«Est profane celui qui quitte le temple universitaire»
Par Jacqueline Bonhomme
DESS en poche, je commençais à démarcher pour trouver un poste de psychologue.
L’employeur questionne : "Que savez-vous faire ?"
Et je m’entends lui répondre "rien".
Ma spontanéité ou ma virginité professionnelle l’a satisfait, je suis embauchée.
Le DESS se réduisait en un "rien" dans la poche.
Que faire avec du rien ?
Poursuivre la formation. Commence alors une errance d’une dizaine d’années dans des lieux différents de transmission de savoir. Après un, deux, voire trois ans dans un de ces cercles plus ou moins universitaires, je tournais en rond, la boucle se refermait, et avec une certaine lassitude j’allais voir ailleurs si c’était mieux.
Au cours de cette balade didactique, j’engageais une analyse personnelle. L’angoisse m’y conduisait. La répétition se poursuivait.
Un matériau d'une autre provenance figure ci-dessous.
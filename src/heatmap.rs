//! Heatmap rendering for grid scans.
//!
//! One filled rectangle per cell on an integer-indexed chart, colored by
//! the normalized cell value. Rows follow ascending m, so the largest
//! bargaining-power ratio sits at the top of the image; columns follow
//! ascending p. Non-finite cells (undefined ratios, negative values that
//! were log-transformed away) render light gray instead of poisoning the
//! color scale. A vertical scale strip with value ticks sits right of the
//! grid so colors map back to metric values.

use plotters::prelude::*;

/// Cell color ramps.
#[derive(Debug, Clone, Copy, PartialEq, Eq)]
pub enum Colormap {
    /// Black through red and yellow to white; for one-signed metrics.
    Sequential,
    /// Blue through white to red; for metrics that cross zero.
    Divergent,
}

fn channel(x: f64) -> u8 {
    (x.clamp(0.0, 1.0) * 255.0).round() as u8
}

fn lerp(a: (f64, f64, f64), b: (f64, f64, f64), s: f64) -> RGBColor {
    RGBColor(
        channel(a.0 + (b.0 - a.0) * s),
        channel(a.1 + (b.1 - a.1) * s),
        channel(a.2 + (b.2 - a.2) * s),
    )
}

impl Colormap {
    /// Color for a normalized value in [0, 1]; inputs outside are clamped.
    pub fn color(&self, t: f64) -> RGBColor {
        let t = t.clamp(0.0, 1.0);
        match self {
            Colormap::Sequential => RGBColor(
                channel(3.0 * t),
                channel(3.0 * t - 1.0),
                channel(3.0 * t - 2.0),
            ),
            Colormap::Divergent => {
                let cold = (0.23, 0.30, 0.75);
                let warm = (0.71, 0.02, 0.15);
                let white = (1.0, 1.0, 1.0);
                if t < 0.5 {
                    lerp(cold, white, t * 2.0)
                } else {
                    lerp(white, warm, (t - 0.5) * 2.0)
                }
            }
        }
    }
}

/// Fill for cells with nothing to show.
const MISSING: RGBColor = RGBColor(205, 205, 205);

/// Rectangles stacked in the color scale strip.
const SCALE_STEPS: i32 = 60;

/// `10^{x.x}` tick labels for log-scaled axis values, even indices blanked
/// so a dense axis stays readable.
pub fn log_tick_labels(values: &[f64]) -> Vec<String> {
    values
        .iter()
        .enumerate()
        .map(|(i, &v)| {
            if i % 2 == 0 {
                String::new()
            } else {
                format!("10^{:.1}", v.log10())
            }
        })
        .collect()
}

/// Render a row-major value grid to a PNG.
///
/// `values[i][j]` is drawn at row i (bottom to top), column j (left to
/// right); `y_labels[i]` and `x_labels[j]` follow the same indexing. The
/// color scale normalizes over finite cells only; a grid with no finite
/// cell at all is refused. A gradient strip right of the grid ticks the
/// scale's value range.
pub fn render_heatmap(
    out_path: &str,
    title: &str,
    values: &[Vec<f64>],
    x_labels: &[String],
    y_labels: &[String],
    colormap: Colormap,
) -> Result<(), Box<dyn std::error::Error>> {
    let rows = values.len();
    if rows == 0 {
        return Err("empty value grid".into());
    }
    let cols = values[0].len();
    if cols == 0 || values.iter().any(|r| r.len() != cols) {
        return Err("value grid rows must be non-empty and equally sized".into());
    }
    if x_labels.len() != cols || y_labels.len() != rows {
        return Err("axis label counts must match the grid shape".into());
    }

    let mut lo = f64::INFINITY;
    let mut hi = f64::NEG_INFINITY;
    for &v in values.iter().flatten() {
        if v.is_finite() {
            lo = lo.min(v);
            hi = hi.max(v);
        }
    }
    if !lo.is_finite() {
        return Err("no finite cells to draw".into());
    }
    let span = (hi - lo).max(1e-12);

    let root = BitMapBackend::new(out_path, (1120, 860)).into_drawing_area();
    root.fill(&WHITE)?;
    let (plot, scale) = root.split_horizontally(980);

    let mut chart = ChartBuilder::on(&plot)
        .caption(title, ("sans-serif", 22))
        .margin(14)
        .x_label_area_size(58)
        .y_label_area_size(92)
        .build_cartesian_2d(0i32..cols as i32, 0i32..rows as i32)?;

    chart
        .configure_mesh()
        .disable_mesh()
        .x_desc("Prob(bargaining success)")
        .y_desc("Ratio of bargaining powers (team aligned)/(team unaligned)")
        .x_labels(cols)
        .y_labels(rows)
        .x_label_formatter(&|x| {
            let i = (*x).clamp(0, cols as i32 - 1) as usize;
            x_labels[i].clone()
        })
        .y_label_formatter(&|y| {
            let i = (*y).clamp(0, rows as i32 - 1) as usize;
            y_labels[i].clone()
        })
        .draw()?;

    for (i, row) in values.iter().enumerate() {
        for (j, &v) in row.iter().enumerate() {
            let color = if v.is_finite() {
                colormap.color((v - lo) / span)
            } else {
                MISSING
            };
            chart.draw_series(std::iter::once(Rectangle::new(
                [(j as i32, i as i32), (j as i32 + 1, i as i32 + 1)],
                color.filled(),
            )))?;
        }
    }

    // Color scale: thin rectangles stepping through the ramp, low values
    // at the bottom, value ticks on the right.
    let mut bar = ChartBuilder::on(&scale)
        .margin_top(46)
        .margin_bottom(72)
        .margin_left(18)
        .set_label_area_size(LabelAreaPosition::Right, 64)
        .build_cartesian_2d(0i32..1i32, 0i32..SCALE_STEPS)?;
    bar.configure_mesh()
        .disable_mesh()
        .y_labels(4)
        .y_label_formatter(&|y| {
            format!("{:.2}", lo + span * (*y as f64) / SCALE_STEPS as f64)
        })
        .draw()?;
    bar.draw_series((0..SCALE_STEPS).map(|k| {
        let t = (k as f64 + 0.5) / SCALE_STEPS as f64;
        Rectangle::new([(0, k), (1, k + 1)], colormap.color(t).filled())
    }))?;

    root.present()?;
    Ok(())
}

#[cfg(test)]
mod tests {
    use super::*;

    #[test]
    fn sequential_ramp_endpoints() {
        assert_eq!(Colormap::Sequential.color(0.0), RGBColor(0, 0, 0));
        assert_eq!(Colormap::Sequential.color(1.0), RGBColor(255, 255, 255));
        // Mid-ramp is saturated red heading into yellow.
        let mid = Colormap::Sequential.color(0.4);
        assert_eq!(mid.0, 255);
        assert!(mid.2 == 0);
    }

    #[test]
    fn divergent_midpoint_is_white() {
        assert_eq!(Colormap::Divergent.color(0.5), RGBColor(255, 255, 255));
        let cold = Colormap::Divergent.color(0.0);
        let warm = Colormap::Divergent.color(1.0);
        assert!(cold.2 > cold.0);
        assert!(warm.0 > warm.2);
    }

    #[test]
    fn tick_labels_blank_even_indices() {
        let labels = log_tick_labels(&[1e-3, 1e-2, 1e-1, 1.0]);
        assert_eq!(labels[0], "");
        assert_eq!(labels[1], "10^-2.0");
        assert_eq!(labels[2], "");
        assert_eq!(labels[3], "10^0.0");
    }

    #[test]
    fn renders_a_small_grid_with_a_nan_cell() {
        let out = std::env::temp_dir().join("bargain_heatmap_smoke.png");
        let out_str = out.to_string_lossy().to_string();
        let values = vec![vec![0.0, 1.0], vec![f64::NAN, 2.0]];
        let labels = vec![String::new(), "10^0.0".to_string()];
        render_heatmap(
            &out_str,
            "smoke",
            &values,
            &labels,
            &labels,
            Colormap::Sequential,
        )
        .unwrap();
        let meta = std::fs::metadata(&out).unwrap();
        assert!(meta.len() > 0);
        let _ = std::fs::remove_file(&out);
    }

    #[test]
    fn renders_a_color_scale_beside_the_cells() {
        let out = std::env::temp_dir().join("bargain_heatmap_scale.png");
        let out_str = out.to_string_lossy().to_string();
        let values = vec![vec![-2.0, 0.0, 2.0], vec![1.0, f64::NAN, -1.0]];
        let x = vec![String::new(), "10^-1.0".to_string(), String::new()];
        let y = vec![String::new(), "10^1.0".to_string()];
        render_heatmap(&out_str, "scale", &values, &x, &y, Colormap::Divergent).unwrap();
        assert!(std::fs::metadata(&out).unwrap().len() > 0);
        let _ = std::fs::remove_file(&out);
    }

    #[test]
    fn mismatched_labels_are_refused() {
        let values = vec![vec![0.0, 1.0]];
        let one = vec![String::new()];
        let two = vec![String::new(), String::new()];
        assert!(render_heatmap("/tmp/unused.png", "t", &values, &one, &two, Colormap::Sequential).is_err());
        let empty: Vec<Vec<f64>> = Vec::new();
        assert!(render_heatmap("/tmp/unused.png", "t", &empty, &two, &two, Colormap::Sequential).is_err());
    }
}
Puis d’aventure en aventure, je rencontrais le champ freudien alors qu’un certain endormissement accompagnait le ronronnement de ces cycles formatifs.
Ce rendez-vous avec la contingence allait être déterminant.
Lacan ? …Un nom… quelquefois évoqué, d’autre fois ironisé, parfois profané.
Lacan ? …Une idée toute faite : "Il est abscons".
Le réveil fut brutal. La compréhension est immédiate que « quelque-chose est à entendre » là où justement ma maîtrise de savoir est en défaut. J’ai la surprise d’être vivement animée par cet enseignement où «j’y perds mon latin» alors que je cherchais précédemment un «prêt-à-porter» clinique qui viendrait boucher mon «rien».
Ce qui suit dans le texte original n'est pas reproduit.